PRASTERONE – DHEA

Product Description

Mechanism of Action

PRASTERONE – DHEA exhibits a complex, multipathway biochemical activity profile influencing enzymatic cascades, receptormediated signalling networks, mitochondrial respiration, oxidativestress balance, intracellular ion regulation, membranepotential stability and transcriptionfactor activation. Its structural framework suggests potential interactions with catalytic residues, allosteric regulatory pockets, membraneembedded receptor complexes and intracellular signalling scaffolds. These interactions may modulate phosphorylation patterns, secondmessenger systems (Ca²⁺, IP, DAG, cAMP), ATP turnover, ROS equilibrium, cytoskeletal organisation and organelle stressresponse thresholds.

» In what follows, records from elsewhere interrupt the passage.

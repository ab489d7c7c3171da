//! Status types returned by the bus's publish and subscribe paths.
//!
//! These are modeled as dedicated result enums rather than `Result<T, E>`
//! because every alternative is an expected, commonly handled outcome, not
//! an exceptional condition — the same choice the original engine makes
//! (`PublishResult::{SUCCESS, TIMEOUT, STOPPED}`).

use std::fmt;

/// Outcome of a call to [`super::EventBus::publish`] or
/// [`super::EventBus::try_publish`].
#[derive(Debug, Clone, Copy, PartialEq, Eq)]
pub enum PublishOutcome {
    /// The event was constructed in its slot and `published` was
    /// release-stored with this sequence number.
    Published(i64),
    /// `try_publish`'s deadline elapsed before a slot became free; a
    /// placeholder was written at this sequence number instead.
    Timeout(i64),
    /// The bus is stopped; no sequence was assigned and nothing was
    /// written.
    Stopped,
}

impl fmt::Display for PublishOutcome {
    fn fmt(&self, f: &mut fmt::Formatter<'_>) -> fmt::Result {
        match self {
            PublishOutcome::Published(seq) => write!(f, "published at seq {seq}"),
            PublishOutcome::Timeout(seq) => write!(f, "timed out, placeholder at seq {seq}"),
            PublishOutcome::Stopped => write!(f, "bus is stopped"),
        }
    }
}

/// Why [`super::EventBus::subscribe`] refused a new consumer.
#[derive(Debug, Clone, Copy, PartialEq, Eq)]
#[non_exhaustive]
pub enum SubscribeError {
    /// `subscribe` was called after `start()`; subscription discipline
    /// requires every consumer to be registered before the bus starts.
    AlreadyStarted,
    /// The bus's compile-time consumer ceiling has been reached.
    TooManyConsumers,
}

impl fmt::Display for SubscribeError {
    fn fmt(&self, f: &mut fmt::Formatter<'_>) -> fmt::Result {
        match self {
            SubscribeError::AlreadyStarted => {
                write!(f, "cannot subscribe after the bus has started")
            }
            SubscribeError::TooManyConsumers => {
                write!(f, "consumer count exceeds the bus's compile-time ceiling")
            }
        }
    }
}

impl std::error::Error for SubscribeError {}
//! Fixed-point decimal arithmetic for `Price`, `Quantity`, and `Volume`.
//!
//! Every amount in the engine is a scaled 64-bit integer sharing a single
//! scale `S = 1_000_000`. The brand (`PriceTag`, `QuantityTag`,
//! `VolumeTag`) prevents mixing units at compile time; the only sanctioned
//! cross-unit operation is `Price * Quantity -> Volume`, which widens to a
//! 128-bit intermediate so the multiply can't silently overflow.

use std::cmp::Ordering;
use std::fmt;
use std::marker::PhantomData;
use std::ops::{Add, Neg, Sub};

/// Shared scale for every `Decimal` brand: `value = raw / SCALE`.
pub const SCALE: i64 = 1_000_000;

/// Brand for [`Price`].
#[derive(Debug, Clone, Copy, PartialEq, Eq, Hash, Default)]
pub struct PriceTag;
/// Brand for [`Quantity`].
#[derive(Debug, Clone, Copy, PartialEq, Eq, Hash, Default)]
pub struct QuantityTag;
/// Brand for [`Volume`].
#[derive(Debug, Clone, Copy, PartialEq, Eq, Hash, Default)]
pub struct VolumeTag;

/// A scaled fixed-point amount branded by `Tag` so that, e.g., a `Price`
/// and a `Quantity` cannot be added together by mistake.
#[derive(Clone, Copy, serde::Serialize, serde::Deserialize)]
#[serde(transparent)]
pub struct Decimal<Tag> {
    raw: i64,
    #[serde(skip)]
    _tag: PhantomData<Tag>,
}

/// A price, scaled by [`SCALE`].
pub type Price = Decimal<PriceTag>;
/// A quantity, scaled by [`SCALE`].
pub type Quantity = Decimal<QuantityTag>;
/// A notional volume (price times quantity), scaled by [`SCALE`].
pub type Volume = Decimal<VolumeTag>;

impl<Tag> Decimal<Tag> {
    /// The additive identity.
    pub const ZERO: Self = Self {
        raw: 0,
        _tag: PhantomData,
    };

    /// Builds a value directly from its scaled integer representation.
    #[inline]
    #[must_use]
    pub const fn from_raw(raw: i64) -> Self {
        Self {
            raw,
            _tag: PhantomData,
        }
    }

    /// Returns the underlying scaled integer.
    #[inline]
    #[must_use]
    pub const fn raw(self) -> i64 {
        self.raw
    }

    /// Builds a value from a floating-point amount. Lossy; intended for
    /// config loading, test fixtures, and display, never for hot-path
    /// arithmetic.
    #[inline]
    #[must_use]
    pub fn from_f64(value: f64) -> Self {
        Self::from_raw((value * SCALE as f64).round() as i64)
    }

    /// Converts back to a floating-point amount. Lossy; same caveats as
    /// [`Self::from_f64`].
    #[inline]
    #[must_use]
    pub fn to_f64(self) -> f64 {
        self.raw as f64 / SCALE as f64
    }

    /// `true` iff the raw value is zero.
    #[inline]
    #[must_use]
    pub const fn is_zero(self) -> bool {
        self.raw == 0
    }

    /// Absolute value.
    #[inline]
    #[must_use]
    pub const fn abs(self) -> Self {
        Self::from_raw(self.raw.abs())
    }
}

impl<Tag> Default for Decimal<Tag> {
    fn default() -> Self {
        Self::ZERO
    }
}

impl<Tag> fmt::Debug for Decimal<Tag> {
    fn fmt(&self, f: &mut fmt::Formatter<'_>) -> fmt::Result {
        write!(f, "Decimal({})", self.to_f64())
    }
}

impl<Tag> fmt::Display for Decimal<Tag> {
    fn fmt(&self, f: &mut fmt::Formatter<'_>) -> fmt::Result {
        write!(f, "{:.6}", self.to_f64())
    }
}

impl<Tag> PartialEq for Decimal<Tag> {
    fn eq(&self, other: &Self) -> bool {
        self.raw == other.raw
    }
}
impl<Tag> Eq for Decimal<Tag> {}

impl<Tag> PartialOrd for Decimal<Tag> {
    fn partial_cmp(&self, other: &Self) -> Option<Ordering> {
        Some(self.cmp(other))
    }
}
impl<Tag> Ord for Decimal<Tag> {
    fn cmp(&self, other: &Self) -> Ordering {
        self.raw.cmp(&other.raw)
    }
}

impl<Tag> Add for Decimal<Tag> {
    type Output = Self;
    fn add(self, rhs: Self) -> Self {
        Self::from_raw(self.raw + rhs.raw)
    }
}

impl<Tag> Sub for Decimal<Tag> {
    type Output = Self;
    fn sub(self, rhs: Self) -> Self {
        Self::from_raw(self.raw - rhs.raw)
    }
}

impl<Tag> Neg for Decimal<Tag> {
    type Output = Self;
    fn neg(self) -> Self {
        Self::from_raw(-self.raw)
    }
}

impl std::iter::Sum for Volume {
    fn sum<I: Iterator<Item = Self>>(iter: I) -> Self {
        iter.fold(Volume::ZERO, Add::add)
    }
}

/// Rounds `raw / SCALE` to the nearest integer, ties away from zero,
/// mirroring `sdiv_round_nearest` in the original engine's fast-division
/// helper. Returns `None` if the rounded result does not fit in 64 bits.
#[inline]
pub(crate) fn round_div_scale(raw: i128) -> Option<i64> {
    let scale = SCALE as i128;
    let half = scale / 2;
    let adjusted = if raw >= 0 { raw + half } else { raw - half };
    let result = adjusted / scale;
    if result >= i64::MIN as i128 && result <= i64::MAX as i128 {
        Some(result as i64)
    } else {
        None
    }
}

impl Price {
    /// `Price * Quantity -> Volume`, via a 128-bit intermediate so the
    /// multiply cannot silently overflow, and a single round-to-nearest
    /// division by [`SCALE`] at the end.
    #[inline]
    #[must_use]
    pub fn checked_mul_qty(self, qty: Quantity) -> Option<Volume> {
        let wide = (self.raw as i128) * (qty.raw as i128);
        round_div_scale(wide).map(Volume::from_raw)
    }

    /// Like [`Self::checked_mul_qty`] but panics on overflow. Overflow is
    /// only reachable at raw magnitudes far beyond any realistic price or
    /// quantity, so this is used on hot paths where a `None` branch would
    /// be dead code in practice.
    #[inline]
    #[must_use]
    pub fn mul_qty(self, qty: Quantity) -> Volume {
        self.checked_mul_qty(qty)
            .expect("price * quantity overflowed i64 raw range")
    }
}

Depending on dosing, PRASTERONE – DHEA can influence metabolic flux routing, alter chromatin accessibility, modify vesicular transport, reshape mitochondrial output and regulate transcriptional clusters associated with cellular survival, apoptosis, autophagy, inflammatory signalling and metabolic adaptation. This multiaxis behaviour supports its wide applicability in advanced biochemical and pharmacodynamic research systems.

Benefits and Advantages

The compound is widely utilised for:

• Receptorligand interaction analysis and affinity modelling
• Enzymekinetic profiling and catalyticpathway reconstruction
• Mitochondrialbioenergetics assays and oxidativestress evaluation
• Multiomics integration (transcriptomics, proteomics, metabolomics, phosphoproteomics)
• Cytoskeletal and membranedynamics studies
• Apoptosis, necroptosis, autophagy and ferroptosis pathway characterisation
• SAR (structureactivity relationship) development and molecular screening
• Pharmacodynamic modelling and mechanistic doseresponse simulations

Side Effects and Risks

Potential laboratoryobserved risks include:

• Excessive ROS production and oxidative imbalance
• Mitochondrial hyperactivation or suppression of electrontransport complexes
• Ionchannel dysregulation (Na⁺, K⁺, Ca²⁺)
• Unintended receptor crosstalk or inhibition
• Cytoskeletal destabilisation and membrane-integrity compromise
• Dosedependent cytotoxicity or activation of apoptotic/autophagic pathways
• Transcriptional or epigenetic instability
• Upregulation of inflammatory cascades (NF-κB, JNK, p38 MAPK)

Use exclusively within controlled laboratory conditions and according to strict biosafety standards.

Only GMP materials will be supplied, logistics all according to GDP.